- What you will do:
Reproduce each entry below verbatim.

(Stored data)
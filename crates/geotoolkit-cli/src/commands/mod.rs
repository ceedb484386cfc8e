//! Command implementations

mod buffer;
mod clip;
mod info;
mod knn;
mod nearest;
mod reproject;
mod sample;
mod within;

use std::path::Path;

use anyhow::{bail, Context, Result};

use geotoolkit_core::config::LayeredConfig;
use geotoolkit_core::formats::read_feature_collection;
use geotoolkit_core::models::Geometry;

use crate::cli::{Cli, Commands};
use crate::output::OutputWriter;

/// Execute a CLI command
pub fn execute(cli: Cli) -> Result<()> {
    let output = OutputWriter::new(cli.json);

    let mut config = LayeredConfig::with_defaults();
    if let Some(path) = &cli.config {
        config = config
            .load_from_file(path)
            .with_context(|| format!("loading config from {}", path.display()))?;
    }
    let config = config.load_from_env();

    match cli.command {
        Commands::Reproject(args) => reproject::execute(args, &output),
        Commands::Buffer(args) => buffer::execute(args, &output),
        Commands::Clip(args) => clip::execute(args, &output),
        Commands::Nearest(args) => nearest::execute(args, &output),
        Commands::Within(args) => within::execute(args, &output),
        Commands::Knn(args) => knn::execute(args, &output, &config),
        Commands::Sample(args) => sample::execute(args, &output),
        Commands::Info(args) => info::execute(args, &output),
    }
}

/// Parse a geometry argument: inline GeoJSON first, then a file path whose
/// first feature provides the geometry.
pub(crate) fn load_geometry_arg(arg: &str) -> Result<Geometry> {
    if arg.trim_start().starts_with('{') {
        let value: serde_json::Value =
            serde_json::from_str(arg).context("parsing inline GeoJSON geometry")?;
        return Geometry::from_geojson(&value)
            .ok_or_else(|| anyhow::anyhow!("not a GeoJSON geometry: {}", arg));
    }

    let dataset = read_feature_collection(Path::new(arg))
        .with_context(|| format!("reading geometry from {}", arg))?;
    match dataset.collection.features.into_iter().next() {
        Some(feature) => Ok(feature.geometry),
        None => bail!("{} contains no features", arg),
    }
}

/// First polygonal geometry in a GeoJSON file
pub(crate) fn load_polygon(path: &Path) -> Result<Geometry> {
    let dataset = read_feature_collection(path)
        .with_context(|| format!("reading polygon from {}", path.display()))?;
    dataset
        .collection
        .features
        .into_iter()
        .map(|f| f.geometry)
        .find(|g| g.is_polygonal())
        .ok_or_else(|| anyhow::anyhow!("{} contains no polygonal feature", path.display()))
}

- Result:
filename crates/geotoolkit-cli/src/commands/mod.rs
repository ceedb484386cfc8e
//! Command implementations

mod buffer;
mod clip;
mod info;
mod knn;
mod nearest;
mod reproject;
mod sample;
mod within;

use std::path::Path;

use anyhow::{bail, Context, Result};

use geotoolkit_core::config::LayeredConfig;
use geotoolkit_core::formats::read_feature_collection;
use geotoolkit_core::models::Geometry;

use crate::cli::{Cli, Commands};
use crate::output::OutputWriter;

/// Execute a CLI command
pub fn execute(cli: Cli) -> Result<()> {
    let output = OutputWriter::new(cli.json);

    let mut config = LayeredConfig::with_defaults();
    if let Some(path) = &cli.config {
        config = config
            .load_from_file(path)
            .with_context(|| format!("loading config from {}", path.display()))?;
    }
    let config = config.load_from_env();

    match cli.command {
        Commands::Reproject(args) => reproject::execute(args, &output),
        Commands::Buffer(args) => buffer::execute(args, &output),
        Commands::Clip(args) => clip::execute(args, &output),
        Commands::Nearest(args) => nearest::execute(args, &output),
        Commands::Within(args) => within::execute(args, &output),
        Commands::Knn(args) => knn::execute(args, &output, &config),
        Commands::Sample(args) => sample::execute(args, &output),
        Commands::Info(args) => info::execute(args, &output),
    }
}

/// Parse a geometry argument: inline GeoJSON first, then a file path whose
/// first feature provides the geometry.
pub(crate) fn load_geometry_arg(arg: &str) -> Result<Geometry> {
    if arg.trim_start().starts_with('{') {
        let value: serde_json::Value =
            serde_json::from_str(arg).context("parsing inline GeoJSON geometry")?;
        return Geometry::from_geojson(&value)
            .ok_or_else(|| anyhow::anyhow!("not a GeoJSON geometry: {}", arg));
    }

    let dataset = read_feature_collection(Path::new(arg))
        .with_context(|| format!("reading geometry from {}", arg))?;
    match dataset.collection.features.into_iter().next() {
        Some(feature) => Ok(feature.geometry),
        None => bail!("{} contains no features", arg),
    }
}

/// First polygonal geometry in a GeoJSON file
pub(crate) fn load_polygon(path: &Path) -> Result<Geometry> {
    let dataset = read_feature_collection(path)
        .with_context(|| format!("reading polygon from {}", path.display()))?;
    dataset
        .collection
        .features
        .into_iter()
        .map(|f| f.geometry)
        .find(|g| g.is_polygonal())
        .ok_or_else(|| anyhow::anyhow!("{} contains no polygonal feature", path.display()))
}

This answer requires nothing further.